Sacking a fund manager is costly and complex. So, what type and size of drawdown should cause you to risk changing a fund manager?
To read the full academic paper, please visit: https://papers.ssrn.com/sol3/papers.cfm?abstract_id=3583864
When evaluating managers or strategies, investors pay close attention to the maximum drawdown, or the largest peak-to-trough return over the life of an investment. For example, for hedge fund investments, money is often pulled out when a threshold for the maximum drawdown is crossed. The maximum drawdown statistic is appealing, as it is unambiguous in its calculation and captures the most unfavourable investment outcome: buying at the peak and selling at the bottom.
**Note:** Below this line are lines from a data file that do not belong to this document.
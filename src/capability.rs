//! Backend capability contract.
//!
//! A capability is the backend side of a tool: the code that talks to a cloud
//! provider. The gateway never probes a backend for optional methods. Instead
//! each tool carries a [`Capability`] variant that says what it can do:
//! a read-only query has one operation, a mutation has an `apply` operation
//! and a side-effect-free `preview` operation used for dry runs.

use std::fmt;
use std::future::Future;
use std::sync::Arc;

use async_trait::async_trait;
use serde_json::{Map, Value};

/// Failure surfaced by a backend operation.
///
/// This is a local type (not `GatewayError`) that the dispatcher maps to
/// `GatewayError::Backend` together with the tool name.
#[derive(Debug, Clone, PartialEq, Eq)]
pub struct BackendFailure {
    /// Provider error code, e.g. `"UnauthorizedOperation"` or an exit status.
    pub code: Option<String>,
    pub message: String,
}

impl BackendFailure {
    pub fn new(message: impl Into<String>) -> Self {
        BackendFailure {
            code: None,
            message: message.into(),
        }
    }

    pub fn with_code(code: impl Into<String>, message: impl Into<String>) -> Self {
        BackendFailure {
            code: Some(code.into()),
            message: message.into(),
        }
    }
}

impl fmt::Display for BackendFailure {
    fn fmt(&self, f: &mut fmt::Formatter<'_>) -> fmt::Result {
        match &self.code {
            Some(code) => write!(f, "[{}] {}", code, self.message),
            None => write!(f, "{}", self.message),
        }
    }
}

/// Result of a single backend operation.
pub type OperationResult = std::result::Result<Value, BackendFailure>;

/// One callable backend operation, invoked with already-bound parameters.
#[async_trait]
pub trait Operation: Send + Sync {
    async fn call(&self, params: &Map<String, Value>) -> OperationResult;
}

/// What a tool's backend can do. The variant decides `is_mutating`, and a
/// preview path exists exactly when the tool mutates.
#[derive(Clone)]
pub enum Capability {
    /// Read-only query; safe to run on any call.
    Query(Arc<dyn Operation>),
    /// State-changing action with a read-only preview for dry runs.
    Mutation {
        apply: Arc<dyn Operation>,
        preview: Arc<dyn Operation>,
    },
}

impl Capability {
    pub fn query(op: impl Operation + 'static) -> Self {
        Capability::Query(Arc::new(op))
    }

    pub fn mutation(apply: impl Operation + 'static, preview: impl Operation + 'static) -> Self {
        Capability::Mutation {
            apply: Arc::new(apply),
            preview: Arc::new(preview),
        }
    }

    pub fn is_mutating(&self) -> bool {
        matches!(self, Capability::Mutation { .. })
    }
}

impl fmt::Debug for Capability {
    fn fmt(&self, f: &mut fmt::Formatter<'_>) -> fmt::Result {
        match self {
            Capability::Query(_) => f.write_str("Capability::Query"),
            Capability::Mutation { .. } => f.write_str("Capability::Mutation"),
        }
    }
}

/// Adapter turning an async closure into an [`Operation`].
///
/// Useful for in-process backends and tests:
///
/// ```
/// use nimbus_cloudgate::capability::{Capability, FnOperation};
///
/// let cap = Capability::query(FnOperation::new(|_params| async {
///     Ok(serde_json::json!({"instances": []}))
/// }));
/// assert!(!cap.is_mutating());
/// ```
pub struct FnOperation<F> {
    f: F,
}

impl<F, Fut> FnOperation<F>
where
    F: Fn(Map<String, Value>) -> Fut + Send + Sync + 'static,
    Fut: Future<Output = OperationResult> + Send + 'static,
{
    pub fn new(f: F) -> Self {
        FnOperation { f }
    }
}

#[async_trait]
impl<F, Fut> Operation for FnOperation<F>
where
    F: Fn(Map<String, Value>) -> Fut + Send + Sync + 'static,
    Fut: Future<Output = OperationResult> + Send + 'static,
{
    async fn call(&self, params: &Map<String, Value>) -> OperationResult {
        (self.f)(params.clone()).await
    }
}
The maximum drawdown statistic is different from other metrics such as volatility and downside measures like skewness or semi-variance in that it crucially depends on the order in which the returns occur. In the first part of this paper, we conduct a simulation study to determine the sensitivity of the probability of reaching a given maximum drawdown threshold to key assumptions. We call these the ‘drawdown Greeks’.
Next, we introduce a framework to decide whether to replace a manager (or strategy). This decision will be subject to two types of errors: a Type I error of replacing a good manager and a Type II error of mistakenly not firing a bad manager.1
We have not tried to identify the impact of drawdown rules on manager behaviour. But we are very aware that the presence of a ‘drawdown rule’ will itself cause managers to act differently – nobody likes getting fired. From this perspective, a drawdown rule might be considered to have some similarities to volatility scaling; managers who show behavioural aversion to being fired will reduce risk near down the drawdown limit. As such, drawdown rules might be considered ‘poor man’s volatility scaling’.
The key drivers of the maximum drawdown that we identify are: the evaluation horizon (time to dig a hole), Sharpe ratio (ability to climb out of a hole), and the persistence in risk (chance of having a losing streak).
We start with a simple setting of normal, independent and identically distributed (‘IID’) monthly returns.2 Figure 1 shows the probability distribution of the maximum drawdown statistic for our baseline case: 10-year time window, 10% annualised volatility, 0.5 annualised Sharpe ratio, where each parameterisation is evaluated with 100,000 simulations of monthly returns for the evaluation window.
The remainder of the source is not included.